Reunidos virtualmente pela primeira vez para debater os desafios do Brasil, potenciais candidatos ao Palácio do Planalto fizeram neste sábado, dia 17, duras críticas ao presidente Jair Bolsonaro e à conduta do governo federal na gestão da pandemia e em áreas sensíveis ao desenvolvimento do País, como meio ambiente, relações exteriores e educação. O ex-ministro da Fazenda Ciro Gomes (PDT), os governadores João Doria (PSDB-SP) e Eduardo Leite (PSDB-RS), e o ex-prefeito Fernando Haddad (PT) e o apresentador de TV Luciano Huck participaram do painel de encerramento da sétima edição da Brazil Conference at Harvard & MIT, evento organizado pela comunidade de estudantes brasileiros de Boston (EUA), em parceria com o Estadão. Quase sempre unidos em críticas ácidas ao presidente da República, eles também falaram em “convergência” num projeto de País e para derrotar Bolsonaro na eleição de 2022. 

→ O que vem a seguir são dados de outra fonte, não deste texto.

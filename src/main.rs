use anyhow::{Context, Result};
use clap::{Parser, Subcommand};
use code_proof::code::PSEUDO_NAMES;
use code_proof::config::{all_passed, load_from_path, run_checks, CheckStatus, Settings};
use code_proof::{parse_selector, Code, Registry, SelectorParser};
use colored::Colorize;
use log::LevelFilter;
use serde::Serialize;
use std::env;
use std::path::{Path, PathBuf};
use walkdir::WalkDir;

#[derive(Parser)]
#[command(name = "code-proof")]
#[command(about = "Query PHP syntax trees with selectors and run proof checks", long_about = None)]
#[command(version)]
struct Cli {
    /// Enable debug logging
    #[arg(short, long, global = true)]
    verbose: bool,

    #[command(subcommand)]
    command: Commands,
}

#[derive(Subcommand)]
enum Commands {
    /// Print nodes matching a selector
    Find {
        /// Selector, e.g. `operator[name=equal]:first`
        selector: String,

        /// Files or directories to search (defaults to the configured code path)
        paths: Vec<PathBuf>,

        /// Emit matches as JSON
        #[arg(long)]
        json: bool,
    },

    /// Show how a selector is tokenized and parsed
    Parse {
        selector: String,
    },

    /// Run proof checks against a source file
    Check {
        /// Proof file to run (otherwise runs every proof in the proof directory)
        #[arg(short, long)]
        proof: Option<PathBuf>,

        /// Source file to check (defaults to the configured code path)
        path: Option<PathBuf>,
    },

    /// List supported node kinds, names and pseudo-filters
    List,
}

#[derive(Serialize)]
struct MatchReport<'a> {
    path: &'a Path,
    line: usize,
    column: usize,
    kind: &'a str,
    text: &'a str,
}

fn main() -> Result<()> {
    let cli = Cli::parse();
    let user_filter = init_logging(cli.verbose);

    let settings = Settings::load()?;
    if settings.verbose && !user_filter {
        log::set_max_level(LevelFilter::Debug);
    }
    log::debug!("settings: {settings:?}");

    match cli.command {
        Commands::Find {
            selector,
            paths,
            json,
        } => cmd_find(&settings, &selector, paths, json),

        Commands::Parse { selector } => cmd_parse(&selector),

        Commands::Check { proof, path } => cmd_check(&settings, proof, path),

        Commands::List => cmd_list(),
    }
}

/// Start logging at `debug` or `warn`. Returns whether `RUST_LOG` chose the
/// levels instead, in which case they are left alone.
fn init_logging(verbose: bool) -> bool {
    let user_filter = env::var_os(env_logger::DEFAULT_FILTER_ENV).is_some();
    env_logger::Builder::from_env(env_logger::Env::default().default_filter_or("debug")).init();
    if !user_filter {
        log::set_max_level(if verbose {
            LevelFilter::Debug
        } else {
            LevelFilter::Warn
        });
    }
    user_filter
}

/// Expand directories into the `.php` files below them, sorted by name.
fn collect_php_files(paths: &[PathBuf]) -> Result<Vec<PathBuf>> {
    let mut files = Vec::new();

    for path in paths {
        if path.is_file() {
            files.push(path.clone());
            continue;
        }
        if !path.exists() {
            anyhow::bail!("path does not exist: {}", path.display());
        }

        for entry in WalkDir::new(path).sort_by_file_name() {
            let entry = entry?;
            if entry.file_type().is_file()
                && entry.path().extension().and_then(|s| s.to_str()) == Some("php")
            {
                files.push(entry.path().to_path_buf());
            }
        }
    }

    Ok(files)
}

fn load_code(path: &Path) -> Result<Code> {
    let code = Code::from_path(path).with_context(|| format!("failed to load {}", path.display()))?;
    if code.has_errors() {
        for error in code.syntax_errors() {
            eprintln!(
                "{}",
                format!(
                    "Warning: {}:{}:{}: syntax error",
                    path.display(),
                    error.line,
                    error.column
                )
                .yellow()
            );
        }
    }
    Ok(code)
}

fn cmd_find(settings: &Settings, selector: &str, paths: Vec<PathBuf>, json: bool) -> Result<()> {
    let filter = parse_selector(selector)?;
    let paths = if paths.is_empty() {
        vec![settings.code_file_path.clone()]
    } else {
        paths
    };

    let mut total = 0;
    let mut reports = Vec::new();
    let files = collect_php_files(&paths)?;
    let sources = files
        .iter()
        .map(|file| load_code(file).map(|code| (file, code)))
        .collect::<Result<Vec<_>>>()?;

    for (file, code) in &sources {
        let matches = code.find_filter(&filter)?;
        total += matches.len();

        for node in matches {
            let (line, column) = node.start_point();
            if json {
                reports.push(MatchReport {
                    path: file,
                    line,
                    column,
                    kind: node.kind(),
                    text: node.text(),
                });
            } else {
                let first_line = node.text().lines().next().unwrap_or_default();
                println!(
                    "{}:{}:{} {} {}",
                    file.display(),
                    line,
                    column,
                    node.kind().dimmed(),
                    first_line
                );
            }
        }
    }

    if json {
        println!("{}", serde_json::to_string_pretty(&reports)?);
    } else {
        println!(
            "{}",
            format!("{} match(es) in {} file(s)", total, files.len()).bold()
        );
    }

    if total == 0 {
        std::process::exit(1);
    }
    Ok(())
}

fn cmd_parse(selector: &str) -> Result<()> {
    let parser = SelectorParser::new();
    let tokens = parser.tokenize(selector)?;
    let filter = parser.parse(selector)?;

    let output = serde_json::json!({
        "selector": filter.to_string(),
        "tokens": tokens,
        "filter": filter,
    });
    println!("{}", serde_json::to_string_pretty(&output)?);
    Ok(())
}

/// Run one proof file and print its outcomes. Returns whether all passed.
fn run_proof(proof_path: &Path, code_path: &Path) -> Result<bool> {
    let proof = load_from_path(proof_path)?;
    let code = load_code(code_path)?;

    let title = if proof.meta.name.is_empty() {
        proof_path.display().to_string()
    } else {
        proof.meta.name.clone()
    };
    println!("{} {}", title.bold(), format!("({})", code_path.display()).dimmed());

    let outcomes = run_checks(&code, &proof);
    for outcome in &outcomes {
        match &outcome.status {
            CheckStatus::Passed => {
                println!("  {} {} ({} match(es))", "✓".green(), outcome.id, outcome.matched);
            }
            CheckStatus::Failed { expected } => {
                println!(
                    "  {} {}: expected {}, found {}",
                    "✗".red(),
                    outcome.id,
                    expected,
                    outcome.matched
                );
                if let Some(message) = &outcome.message {
                    println!("    {}", message.dimmed());
                }
            }
            CheckStatus::Error(err) => {
                println!("  {} {}: {}", "✗".red(), outcome.id, err);
            }
            CheckStatus::Invalid { reason } => {
                println!("  {} {}: {}", "✗".red(), outcome.id, reason);
            }
        }
    }

    let passed = outcomes.iter().filter(|o| o.passed()).count();
    println!(
        "  {} passed, {} failed",
        format!("{passed}").green(),
        format!("{}", outcomes.len() - passed).red()
    );
    Ok(all_passed(&outcomes))
}

fn discover_proof_files(dir: &Path) -> Result<Vec<PathBuf>> {
    let mut files = Vec::new();
    for entry in WalkDir::new(dir).max_depth(1).sort_by_file_name() {
        let entry = entry.with_context(|| format!("failed to read {}", dir.display()))?;
        if entry.file_type().is_file()
            && entry.path().extension().and_then(|s| s.to_str()) == Some("toml")
        {
            files.push(entry.path().to_path_buf());
        }
    }

    if files.is_empty() {
        anyhow::bail!("No .toml proof files found in {}", dir.display());
    }
    Ok(files)
}

fn cmd_check(settings: &Settings, proof: Option<PathBuf>, path: Option<PathBuf>) -> Result<()> {
    let mut ok = true;

    if let Some(proof) = proof {
        let path = path.unwrap_or_else(|| settings.code_file_path.clone());
        ok = run_proof(&proof, &path)?;
    } else {
        for proof in discover_proof_files(&settings.proof_dir)? {
            let answer = match &path {
                Some(path) => path.clone(),
                None => settings
                    .answer_for(&proof)
                    .with_context(|| format!("no answer file for {}", proof.display()))?,
            };
            ok &= run_proof(&proof, &answer)?;
            println!();
        }
    }

    if !ok {
        std::process::exit(1);
    }
    Ok(())
}

fn cmd_list() -> Result<()> {
    let registry = Registry::standard();

    println!("{}", "Node kinds:".bold());
    for action in code_proof::Action::ALL {
        println!(
            "  {:<16} {:<24} [{}]",
            action.kind_name(),
            action.method_name().dimmed(),
            action.accepted_params().join(", ")
        );
    }

    println!("\n{}", "Operators:".bold());
    for rule in registry.operators() {
        let optional: Vec<_> = rule.allowed_optional_filter().collect();
        println!(
            "  {:<16} {} [{}]",
            rule.name(),
            rule.description().dimmed(),
            optional.join(", ")
        );
    }

    println!("\n{}", "Constructs:".bold());
    println!("  {}", registry.construct_names().join(", "));

    println!("\n{}", "Built-in functions:".bold());
    println!("  {}", registry.builtin_function_names().join(", "));

    println!("\n{}", "Pseudo-filters:".bold());
    println!("  {}", PSEUDO_NAMES.join(", "));

    Ok(())
}
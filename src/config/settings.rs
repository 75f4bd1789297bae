use crate::config::loader::{load_settings_from_path, ConfigError};
use serde::Deserialize;
use std::env;
use std::path::{Path, PathBuf};

/// Environment variable that enables reading [`SETTINGS_FILE`].
pub const MODE_ENV: &str = "PROOF_LIBRARY_MODE";
pub const LOCAL_MODE: &str = "local";
pub const SETTINGS_FILE: &str = "proof.toml";

/// Runtime settings for the command line tool.
///
/// Outside local mode the built-in defaults are used and any settings file
/// is ignored.
#[derive(Debug, Clone, PartialEq, Eq, Deserialize)]
#[serde(default, deny_unknown_fields)]
pub struct Settings {
    /// File or directory inspected when no path is given.
    pub code_file_path: PathBuf,
    pub verbose: bool,
    /// Directory of submissions, one `<name>.php` per proof.
    pub answer_dir: PathBuf,
    /// Directory of `<name>.toml` proof files.
    pub proof_dir: PathBuf,
    #[serde(skip)]
    pub default_configuration: bool,
}

impl Default for Settings {
    fn default() -> Self {
        Self {
            code_file_path: PathBuf::from("/code"),
            verbose: false,
            answer_dir: PathBuf::from("answers"),
            proof_dir: PathBuf::from("tests"),
            default_configuration: true,
        }
    }
}

impl Settings {
    /// Resolve settings from the environment and the working directory.
    pub fn load() -> Result<Self, ConfigError> {
        let local = env::var(MODE_ENV).is_ok_and(|mode| mode == LOCAL_MODE);
        let path = env::current_dir()
            .map(|dir| dir.join(SETTINGS_FILE))
            .unwrap_or_else(|_| PathBuf::from(SETTINGS_FILE));
        Self::load_for(local, &path)
    }

    pub fn load_for(local: bool, path: &Path) -> Result<Self, ConfigError> {
        if !local {
            return Ok(Self::default());
        }
        if !path.is_file() {
            log::debug!("local mode without {}, using defaults", path.display());
            return Ok(Self::default());
        }
        log::debug!("loading settings from {}", path.display());
        load_settings_from_path(path)
    }

    /// Answer file paired with a proof file of the same stem.
    pub fn answer_for(&self, proof: &Path) -> Option<PathBuf> {
        let stem = proof.file_stem()?;
        Some(self.answer_dir.join(stem).with_extension("php"))
    }
}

Todos destacaram que é preciso “curar as feridas provocadas pela polarização política”. Em clima de cordialidade, os cinco possíveis candidatos ao Planalto listaram uma série de características do governo Bolsonaro consideradas antidemocráticas, como o enfrentamento às decisões do Judiciário e às tentativas de interferir nas polícias militares estaduais. 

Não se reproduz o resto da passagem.